Topics in statistical learning methods and algorithms

Qian Tang

doi:10.25820/etd.008172

Back

Dissertation

Topics in statistical learning methods and algorithms

Qian Tang

University of Iowa

Doctor of Philosophy (PhD), University of Iowa

Summer 2025

DOI: 10.25820/etd.008172

Files and links (1)

pdf

QianTang_Thesis (2)833.92 kB

Embargoed Access, Embargo ends: 08/28/2027

Abstract

Quantile regression is a powerful tool for robust and heterogeneous learning that has seen applications in a diverse range of applied areas. However, its broader application is often hindered by the substantial computational demands arising from the non-smooth quantile loss function.

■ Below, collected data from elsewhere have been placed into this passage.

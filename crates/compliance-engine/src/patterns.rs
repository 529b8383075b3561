//! Matching helpers shared by the category checkers

use shared_types::Location;

use crate::catalog::RulePattern;

/// Characters of context kept on each side of a match
pub const CONTEXT_CHARS: usize = 100;

/// Location used when a pattern's match cannot be located again
pub const PATTERN_FOUND_LABEL: &str = "Pattern found in document";

/// True if any keyword occurs as a plain substring (no word boundaries)
pub fn contains_any_keyword(text: &str, keywords: &[&str]) -> bool {
    keywords.iter().any(|keyword| text.contains(keyword))
}

/// True if at least one pattern matches somewhere in the text
pub fn any_match(text: &str, patterns: &[RulePattern]) -> bool {
    patterns.iter().any(|pattern| pattern.is_match(text))
}

/// Patterns that match nowhere in the text, in declaration order
pub fn missing_patterns<'a>(text: &str, patterns: &'a [RulePattern]) -> Vec<&'a RulePattern> {
    patterns
        .iter()
        .filter(|pattern| !pattern.is_match(text))
        .collect()
}

/// Snippet around the first match of `pattern`, or a fixed label when the
/// pattern does not match
pub fn find_pattern_context(text: &str, pattern: &RulePattern) -> Location {
    match pattern.regex().find(text) {
        Some(m) => Location::Snippet(context_window(text, m.start(), m.end(), CONTEXT_CHARS)),
        None => Location::Label(PATTERN_FOUND_LABEL.to_string()),
    }
}

/// Up to `context_chars` characters either side of `start..end`, wrapped in
/// ellipses. Offsets are byte offsets on char boundaries; the window is
/// counted in chars so multi-byte text is never split.
pub fn context_window(text: &str, start: usize, end: usize, context_chars: usize) -> String {
    let window_start = text[..start]
        .char_indices()
        .rev()
        .take(context_chars)
        .last()
        .map(|(i, _)| i)
        .unwrap_or(start);

    let window_end = text[end..]
        .char_indices()
        .nth(context_chars)
        .map(|(i, _)| end + i)
        .unwrap_or(text.len());

    format!("...{}...", &text[window_start..window_end])
}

In Chapter 2, we introduce a novel algorithm named fastkqr, which significantly advances the computation of quantile regression in reproducing kernel Hilbert spaces. The core of fastkqr is a finite smoothing algorithm that magically produces exact regression quantiles, rather than approximations. To further accelerate the algorithm, we equip fastkqr with a novel spectral technique that reuses matrix computations. In addition, we extend fastkqr to accommodate a flexible kernel quantile regression with a data-driven crossing penalty, addressing the interpretability challenges of crossing quantile curves at multiple levels. We have implemented fastkqr in a publicly available R package on CRAN. Extensive simulations and real applications show that fastkqr matches the accuracy of state-of-the-art algorithms but can operate up to an order of magnitude faster. In Chapter 3, we introduce Quantile-based Discriminant Analysis (QuanDA) to tackle the challenging problem of binary classification under severe class imbalance and high dimensionality. QuanDA leverages a novel connection with quantile regression and inherently accommodates class imbalance by selecting appropriate quantile levels. We provide comprehensive theoretical analysis to validate QuanDA in ultra-high dimensional settings. Through extensive simulation studies and applications to high-dimensional benchmark datasets, we demonstrate that QuanDA consistently outperforms existing classification methods for imbalanced data. In Chapter 4, we introduce a novel transfer learning framework for high-dimensional clustering that effectively leverages structural information from multiple related yet distinct source datasets. Unlike many existing approaches that depend on labeled data, our method operates in an unsupervised setting and is designed to identify latent similarities between the target task and various source tasks. This makes the proposed framework particularly suitable for analyzing complex, heterogeneous data. The effectiveness of the proposed method is demonstrated through extensive simulation studies.

Details

Title: Subtitle: Topics in statistical learning methods and algorithms
Creators: Qian Tang
Contributors: Boxiang Wang (Advisor)
Kung-Sik Chan (Committee Member)
Aixin Tan (Committee Member)
Sanvesh Srivastava (Committee Member)
Nathan Wikle (Committee Member)
Resource Type: Dissertation
Degree Awarded: Doctor of Philosophy (PhD), University of Iowa
Degree in: Statistics
Date degree season: Summer 2025
DOI: 10.25820/etd.008172
Publisher: University of Iowa
Number of pages: ix, 116 pages
Language: English
Date submitted: 07/28/2025
Description illustrations: illustrations (some color)
Description bibliographic: Includes bibliographical references (pages 59-72).
Public Abstract (ETD): Quantile regression is a powerful tool for understanding how different factors influence various points in the distribution of an outcome, making it especially useful in situations where effects are not uniform. However, its application has been limited by heavy computational demands. In Chapter 2, we present a new algorithm, fastkqr, which makes quantile regression significantly faster and more practical to use. Unlike traditional methods that produce rough approximations, fastkqr accurately computes regression results and includes smart techniques that reduce redundant calculations. We also enhance the method to improve interpretability when multiple quantile levels are involved. The algorithm is available through a public R package, and experiments show it achieves the same accuracy as leading methods, while being up to ten times faster.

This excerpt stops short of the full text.